→ Data in this exercise
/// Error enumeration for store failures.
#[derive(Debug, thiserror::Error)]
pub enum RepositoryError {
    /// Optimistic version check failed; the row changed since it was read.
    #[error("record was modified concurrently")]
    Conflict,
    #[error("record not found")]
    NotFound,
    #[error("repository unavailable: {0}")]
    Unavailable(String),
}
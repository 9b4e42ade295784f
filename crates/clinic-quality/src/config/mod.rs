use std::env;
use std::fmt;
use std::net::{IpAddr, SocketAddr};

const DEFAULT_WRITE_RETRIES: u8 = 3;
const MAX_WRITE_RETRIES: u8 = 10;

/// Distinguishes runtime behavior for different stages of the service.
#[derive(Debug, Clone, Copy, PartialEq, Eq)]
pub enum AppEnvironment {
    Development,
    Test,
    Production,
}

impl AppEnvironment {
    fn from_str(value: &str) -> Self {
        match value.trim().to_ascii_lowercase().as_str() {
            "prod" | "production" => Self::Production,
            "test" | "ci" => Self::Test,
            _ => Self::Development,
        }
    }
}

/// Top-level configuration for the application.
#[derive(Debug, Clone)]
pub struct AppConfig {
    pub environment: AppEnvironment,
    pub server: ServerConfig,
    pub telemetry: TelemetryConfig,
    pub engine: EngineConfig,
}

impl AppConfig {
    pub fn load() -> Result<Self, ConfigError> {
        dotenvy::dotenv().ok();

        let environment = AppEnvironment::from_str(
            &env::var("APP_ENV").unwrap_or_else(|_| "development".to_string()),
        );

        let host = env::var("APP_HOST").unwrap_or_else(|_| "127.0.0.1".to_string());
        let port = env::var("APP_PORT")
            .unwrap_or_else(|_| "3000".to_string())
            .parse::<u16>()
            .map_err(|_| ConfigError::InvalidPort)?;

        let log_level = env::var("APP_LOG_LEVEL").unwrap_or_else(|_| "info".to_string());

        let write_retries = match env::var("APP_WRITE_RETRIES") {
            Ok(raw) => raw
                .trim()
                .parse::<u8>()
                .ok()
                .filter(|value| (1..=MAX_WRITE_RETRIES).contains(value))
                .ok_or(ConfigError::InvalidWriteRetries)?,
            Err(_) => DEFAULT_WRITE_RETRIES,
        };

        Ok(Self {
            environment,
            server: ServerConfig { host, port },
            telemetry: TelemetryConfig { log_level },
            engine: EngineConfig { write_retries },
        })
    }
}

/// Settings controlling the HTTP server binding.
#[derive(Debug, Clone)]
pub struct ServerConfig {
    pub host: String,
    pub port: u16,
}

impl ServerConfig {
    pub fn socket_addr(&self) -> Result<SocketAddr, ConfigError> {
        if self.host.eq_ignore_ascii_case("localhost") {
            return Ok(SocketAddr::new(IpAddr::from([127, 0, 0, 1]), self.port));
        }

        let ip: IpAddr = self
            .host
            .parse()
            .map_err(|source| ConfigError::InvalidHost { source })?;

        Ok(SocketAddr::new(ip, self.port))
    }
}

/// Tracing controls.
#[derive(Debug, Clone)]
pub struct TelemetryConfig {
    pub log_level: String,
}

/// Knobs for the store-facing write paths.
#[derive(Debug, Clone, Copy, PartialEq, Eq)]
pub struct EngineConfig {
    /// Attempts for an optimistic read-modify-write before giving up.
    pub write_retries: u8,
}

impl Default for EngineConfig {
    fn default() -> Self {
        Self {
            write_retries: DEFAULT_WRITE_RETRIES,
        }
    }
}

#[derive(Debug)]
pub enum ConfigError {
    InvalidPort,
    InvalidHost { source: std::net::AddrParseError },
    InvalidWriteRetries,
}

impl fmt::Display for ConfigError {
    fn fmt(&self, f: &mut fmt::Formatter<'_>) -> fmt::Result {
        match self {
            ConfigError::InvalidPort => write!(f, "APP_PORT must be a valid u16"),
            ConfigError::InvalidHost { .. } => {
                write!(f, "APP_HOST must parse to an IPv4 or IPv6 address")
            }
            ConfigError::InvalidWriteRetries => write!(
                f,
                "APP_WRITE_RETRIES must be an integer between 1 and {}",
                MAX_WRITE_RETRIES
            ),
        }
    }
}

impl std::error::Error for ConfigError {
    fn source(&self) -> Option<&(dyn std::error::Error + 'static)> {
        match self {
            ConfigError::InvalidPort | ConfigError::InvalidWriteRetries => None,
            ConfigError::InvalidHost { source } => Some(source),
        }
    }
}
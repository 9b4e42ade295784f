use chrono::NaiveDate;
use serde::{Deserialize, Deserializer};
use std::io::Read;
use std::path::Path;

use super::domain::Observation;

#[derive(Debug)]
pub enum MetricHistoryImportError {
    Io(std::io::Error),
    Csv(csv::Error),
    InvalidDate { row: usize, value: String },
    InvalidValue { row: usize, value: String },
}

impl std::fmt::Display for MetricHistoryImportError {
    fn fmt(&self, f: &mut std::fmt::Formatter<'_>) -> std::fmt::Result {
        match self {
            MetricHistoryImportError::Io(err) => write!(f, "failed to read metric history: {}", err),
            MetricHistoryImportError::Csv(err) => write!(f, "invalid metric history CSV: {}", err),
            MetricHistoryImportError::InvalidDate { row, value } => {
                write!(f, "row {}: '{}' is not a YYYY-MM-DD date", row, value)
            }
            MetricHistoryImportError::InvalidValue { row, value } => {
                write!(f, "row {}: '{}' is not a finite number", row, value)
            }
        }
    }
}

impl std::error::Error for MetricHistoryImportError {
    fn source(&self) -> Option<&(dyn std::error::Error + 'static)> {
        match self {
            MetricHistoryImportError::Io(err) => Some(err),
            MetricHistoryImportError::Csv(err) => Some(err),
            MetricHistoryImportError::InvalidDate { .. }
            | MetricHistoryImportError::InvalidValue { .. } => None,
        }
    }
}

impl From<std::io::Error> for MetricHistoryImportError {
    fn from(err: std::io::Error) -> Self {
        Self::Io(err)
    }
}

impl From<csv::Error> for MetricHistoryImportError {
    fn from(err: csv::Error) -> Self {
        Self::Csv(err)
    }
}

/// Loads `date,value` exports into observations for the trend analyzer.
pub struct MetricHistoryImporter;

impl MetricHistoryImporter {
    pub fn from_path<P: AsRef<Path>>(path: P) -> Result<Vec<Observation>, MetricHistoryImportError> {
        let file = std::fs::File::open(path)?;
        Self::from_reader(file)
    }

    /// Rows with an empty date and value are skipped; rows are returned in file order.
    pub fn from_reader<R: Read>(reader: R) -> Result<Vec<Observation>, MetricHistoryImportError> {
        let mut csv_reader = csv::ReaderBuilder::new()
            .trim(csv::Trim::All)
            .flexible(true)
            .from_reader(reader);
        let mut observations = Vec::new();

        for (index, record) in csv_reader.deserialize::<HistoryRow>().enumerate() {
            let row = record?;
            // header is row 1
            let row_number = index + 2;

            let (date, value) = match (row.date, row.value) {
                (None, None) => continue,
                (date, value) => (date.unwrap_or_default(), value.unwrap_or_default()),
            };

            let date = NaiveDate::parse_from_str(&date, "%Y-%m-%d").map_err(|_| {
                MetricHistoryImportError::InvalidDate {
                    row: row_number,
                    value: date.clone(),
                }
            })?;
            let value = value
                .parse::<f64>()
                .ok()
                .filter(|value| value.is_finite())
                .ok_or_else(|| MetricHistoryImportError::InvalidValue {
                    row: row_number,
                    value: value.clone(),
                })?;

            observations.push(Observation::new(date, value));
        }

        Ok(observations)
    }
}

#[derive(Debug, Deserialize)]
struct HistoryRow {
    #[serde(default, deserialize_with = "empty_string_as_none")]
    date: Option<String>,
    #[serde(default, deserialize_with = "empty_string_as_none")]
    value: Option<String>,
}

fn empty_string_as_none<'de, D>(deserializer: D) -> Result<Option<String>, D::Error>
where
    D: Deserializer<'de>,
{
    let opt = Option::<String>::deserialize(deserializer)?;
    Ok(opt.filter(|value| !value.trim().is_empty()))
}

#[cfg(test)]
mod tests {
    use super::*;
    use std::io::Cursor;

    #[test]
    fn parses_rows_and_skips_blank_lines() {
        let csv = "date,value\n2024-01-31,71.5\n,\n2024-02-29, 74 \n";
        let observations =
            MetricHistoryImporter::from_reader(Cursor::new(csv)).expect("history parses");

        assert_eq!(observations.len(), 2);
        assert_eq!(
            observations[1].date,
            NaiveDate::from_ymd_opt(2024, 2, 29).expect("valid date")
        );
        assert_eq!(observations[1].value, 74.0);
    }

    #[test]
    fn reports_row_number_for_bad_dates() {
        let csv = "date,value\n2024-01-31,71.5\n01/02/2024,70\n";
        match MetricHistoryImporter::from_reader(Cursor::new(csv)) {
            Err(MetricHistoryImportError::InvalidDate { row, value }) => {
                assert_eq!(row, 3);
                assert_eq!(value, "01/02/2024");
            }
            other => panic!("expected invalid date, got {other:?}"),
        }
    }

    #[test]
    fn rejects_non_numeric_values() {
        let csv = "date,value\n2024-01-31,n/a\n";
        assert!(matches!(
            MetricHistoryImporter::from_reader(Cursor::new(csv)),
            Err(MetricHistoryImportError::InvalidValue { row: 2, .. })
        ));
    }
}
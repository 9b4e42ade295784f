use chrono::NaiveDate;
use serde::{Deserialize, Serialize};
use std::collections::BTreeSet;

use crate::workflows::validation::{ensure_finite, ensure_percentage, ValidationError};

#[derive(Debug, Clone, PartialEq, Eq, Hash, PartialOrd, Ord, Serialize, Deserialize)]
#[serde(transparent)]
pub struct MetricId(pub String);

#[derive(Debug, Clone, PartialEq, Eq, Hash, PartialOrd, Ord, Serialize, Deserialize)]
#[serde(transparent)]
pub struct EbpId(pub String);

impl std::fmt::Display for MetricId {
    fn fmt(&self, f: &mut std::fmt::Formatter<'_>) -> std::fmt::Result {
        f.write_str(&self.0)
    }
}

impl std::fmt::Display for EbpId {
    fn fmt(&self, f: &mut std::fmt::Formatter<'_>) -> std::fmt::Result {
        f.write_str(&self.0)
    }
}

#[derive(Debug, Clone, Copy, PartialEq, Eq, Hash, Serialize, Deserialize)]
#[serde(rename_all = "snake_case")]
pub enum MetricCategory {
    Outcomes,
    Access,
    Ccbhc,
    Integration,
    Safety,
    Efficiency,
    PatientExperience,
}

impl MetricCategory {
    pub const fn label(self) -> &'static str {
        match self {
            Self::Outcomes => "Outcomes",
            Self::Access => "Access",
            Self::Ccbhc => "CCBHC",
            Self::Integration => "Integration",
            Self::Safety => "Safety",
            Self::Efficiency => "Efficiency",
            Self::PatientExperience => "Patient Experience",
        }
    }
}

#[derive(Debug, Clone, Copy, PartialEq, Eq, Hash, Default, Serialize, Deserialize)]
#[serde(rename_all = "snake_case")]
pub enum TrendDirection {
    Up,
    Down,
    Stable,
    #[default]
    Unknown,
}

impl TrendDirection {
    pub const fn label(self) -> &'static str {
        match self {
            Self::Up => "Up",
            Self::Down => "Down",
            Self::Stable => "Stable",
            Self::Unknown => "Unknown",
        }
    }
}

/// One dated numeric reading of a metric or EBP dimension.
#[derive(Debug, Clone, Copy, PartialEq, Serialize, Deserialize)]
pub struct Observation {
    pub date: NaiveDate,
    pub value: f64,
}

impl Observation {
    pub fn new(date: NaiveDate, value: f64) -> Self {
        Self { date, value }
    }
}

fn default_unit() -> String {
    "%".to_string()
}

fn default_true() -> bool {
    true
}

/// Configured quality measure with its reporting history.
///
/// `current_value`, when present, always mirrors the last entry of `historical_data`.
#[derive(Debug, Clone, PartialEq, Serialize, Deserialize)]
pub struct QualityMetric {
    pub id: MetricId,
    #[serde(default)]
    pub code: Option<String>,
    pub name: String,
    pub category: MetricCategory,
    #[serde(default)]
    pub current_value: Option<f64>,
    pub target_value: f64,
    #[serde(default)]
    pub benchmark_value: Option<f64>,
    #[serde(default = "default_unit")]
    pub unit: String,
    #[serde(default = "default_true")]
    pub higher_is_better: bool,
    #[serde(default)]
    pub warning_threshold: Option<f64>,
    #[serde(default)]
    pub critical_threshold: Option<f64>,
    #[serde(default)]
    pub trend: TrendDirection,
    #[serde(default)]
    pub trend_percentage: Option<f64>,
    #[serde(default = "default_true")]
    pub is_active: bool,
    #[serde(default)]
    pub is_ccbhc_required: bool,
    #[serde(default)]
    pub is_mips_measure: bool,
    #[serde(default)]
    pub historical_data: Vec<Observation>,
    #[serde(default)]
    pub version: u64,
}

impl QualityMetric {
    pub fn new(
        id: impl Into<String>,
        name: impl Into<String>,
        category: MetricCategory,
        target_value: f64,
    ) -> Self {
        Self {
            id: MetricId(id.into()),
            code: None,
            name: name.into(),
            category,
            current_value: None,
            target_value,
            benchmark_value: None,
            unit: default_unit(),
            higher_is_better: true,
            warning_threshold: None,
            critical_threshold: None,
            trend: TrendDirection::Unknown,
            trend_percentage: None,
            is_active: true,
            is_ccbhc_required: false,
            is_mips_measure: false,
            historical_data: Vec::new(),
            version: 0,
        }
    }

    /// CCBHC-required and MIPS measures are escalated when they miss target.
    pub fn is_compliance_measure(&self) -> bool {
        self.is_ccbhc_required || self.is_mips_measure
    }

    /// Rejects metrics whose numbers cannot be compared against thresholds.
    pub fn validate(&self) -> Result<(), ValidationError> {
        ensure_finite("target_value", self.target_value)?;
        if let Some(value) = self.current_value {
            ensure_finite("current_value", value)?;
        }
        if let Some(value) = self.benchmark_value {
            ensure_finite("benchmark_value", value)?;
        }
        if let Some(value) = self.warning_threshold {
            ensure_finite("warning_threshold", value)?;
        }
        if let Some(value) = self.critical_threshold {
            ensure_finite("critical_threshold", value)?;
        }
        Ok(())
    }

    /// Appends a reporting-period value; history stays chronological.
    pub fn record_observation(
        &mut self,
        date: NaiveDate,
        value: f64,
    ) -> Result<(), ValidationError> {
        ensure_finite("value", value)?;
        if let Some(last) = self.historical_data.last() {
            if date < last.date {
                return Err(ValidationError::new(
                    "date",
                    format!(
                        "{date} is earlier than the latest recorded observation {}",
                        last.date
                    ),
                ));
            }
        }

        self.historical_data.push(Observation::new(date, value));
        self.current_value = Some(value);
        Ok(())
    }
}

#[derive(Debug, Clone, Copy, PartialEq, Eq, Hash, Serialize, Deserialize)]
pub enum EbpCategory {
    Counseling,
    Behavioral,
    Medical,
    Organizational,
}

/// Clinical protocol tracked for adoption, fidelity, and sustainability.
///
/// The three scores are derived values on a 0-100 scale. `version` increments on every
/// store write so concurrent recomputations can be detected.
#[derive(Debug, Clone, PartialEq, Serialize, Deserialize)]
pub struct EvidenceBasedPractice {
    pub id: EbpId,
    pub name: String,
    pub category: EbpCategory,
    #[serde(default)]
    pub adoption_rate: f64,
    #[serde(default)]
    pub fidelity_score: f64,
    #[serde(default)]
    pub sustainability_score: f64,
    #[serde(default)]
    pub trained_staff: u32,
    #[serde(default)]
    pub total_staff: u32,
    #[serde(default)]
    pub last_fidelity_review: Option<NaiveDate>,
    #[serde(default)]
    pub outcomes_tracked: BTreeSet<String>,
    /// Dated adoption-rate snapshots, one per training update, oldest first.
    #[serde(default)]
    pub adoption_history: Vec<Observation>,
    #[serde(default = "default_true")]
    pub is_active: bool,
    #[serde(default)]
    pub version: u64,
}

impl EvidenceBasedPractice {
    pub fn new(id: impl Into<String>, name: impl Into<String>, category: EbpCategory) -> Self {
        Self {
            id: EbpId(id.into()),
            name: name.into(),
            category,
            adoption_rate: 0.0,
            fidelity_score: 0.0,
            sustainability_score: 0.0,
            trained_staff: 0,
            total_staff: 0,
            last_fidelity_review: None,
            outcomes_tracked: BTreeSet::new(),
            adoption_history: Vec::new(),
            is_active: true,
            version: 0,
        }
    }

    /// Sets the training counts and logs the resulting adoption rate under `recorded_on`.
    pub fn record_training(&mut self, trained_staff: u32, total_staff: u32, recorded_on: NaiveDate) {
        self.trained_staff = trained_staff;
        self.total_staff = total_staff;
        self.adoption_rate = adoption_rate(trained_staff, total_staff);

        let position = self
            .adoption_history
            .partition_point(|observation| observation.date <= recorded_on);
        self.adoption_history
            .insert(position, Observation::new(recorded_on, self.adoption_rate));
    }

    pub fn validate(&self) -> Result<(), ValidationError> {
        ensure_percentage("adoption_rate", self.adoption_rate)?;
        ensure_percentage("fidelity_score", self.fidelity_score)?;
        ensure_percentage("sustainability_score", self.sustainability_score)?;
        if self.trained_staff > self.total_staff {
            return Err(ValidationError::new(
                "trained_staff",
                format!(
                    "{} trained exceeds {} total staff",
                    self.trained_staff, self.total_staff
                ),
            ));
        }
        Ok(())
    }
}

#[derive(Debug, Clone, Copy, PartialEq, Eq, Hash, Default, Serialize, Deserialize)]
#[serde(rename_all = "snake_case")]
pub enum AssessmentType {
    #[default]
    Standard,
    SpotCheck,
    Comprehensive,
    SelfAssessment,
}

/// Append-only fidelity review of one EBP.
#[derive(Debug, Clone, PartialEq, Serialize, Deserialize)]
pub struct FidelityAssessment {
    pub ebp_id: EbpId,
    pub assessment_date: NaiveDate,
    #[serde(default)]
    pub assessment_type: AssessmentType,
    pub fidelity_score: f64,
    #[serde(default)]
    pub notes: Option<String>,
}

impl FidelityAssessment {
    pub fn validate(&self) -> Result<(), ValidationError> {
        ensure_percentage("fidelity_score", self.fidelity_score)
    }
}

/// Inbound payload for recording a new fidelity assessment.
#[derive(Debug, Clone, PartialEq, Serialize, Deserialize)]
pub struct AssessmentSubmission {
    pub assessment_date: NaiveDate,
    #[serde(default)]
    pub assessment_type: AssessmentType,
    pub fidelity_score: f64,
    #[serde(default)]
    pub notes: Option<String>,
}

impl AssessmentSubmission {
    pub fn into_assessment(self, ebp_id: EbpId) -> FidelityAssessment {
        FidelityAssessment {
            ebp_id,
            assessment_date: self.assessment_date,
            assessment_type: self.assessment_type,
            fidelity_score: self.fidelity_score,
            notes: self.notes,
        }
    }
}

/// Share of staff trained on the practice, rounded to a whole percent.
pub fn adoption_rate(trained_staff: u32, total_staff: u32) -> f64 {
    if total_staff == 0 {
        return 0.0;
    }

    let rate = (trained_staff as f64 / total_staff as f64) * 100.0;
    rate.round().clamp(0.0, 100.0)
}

→ What the exercise asks
Send back the lines of the records word for word, from the very first through the line containing "use std::fmt;".

→ The answer
/// Error enumeration for store failures.
#[derive(Debug, thiserror::Error)]
pub enum RepositoryError {
    /// Optimistic version check failed; the row changed since it was read.
    #[error("record was modified concurrently")]
    Conflict,
    #[error("record not found")]
    NotFound,
    #[error("repository unavailable: {0}")]
    Unavailable(String),
}
repository 9b4e42ade295784f
filename crates/clinic-quality/src/config/mod.rs
use std::env;
use std::fmt;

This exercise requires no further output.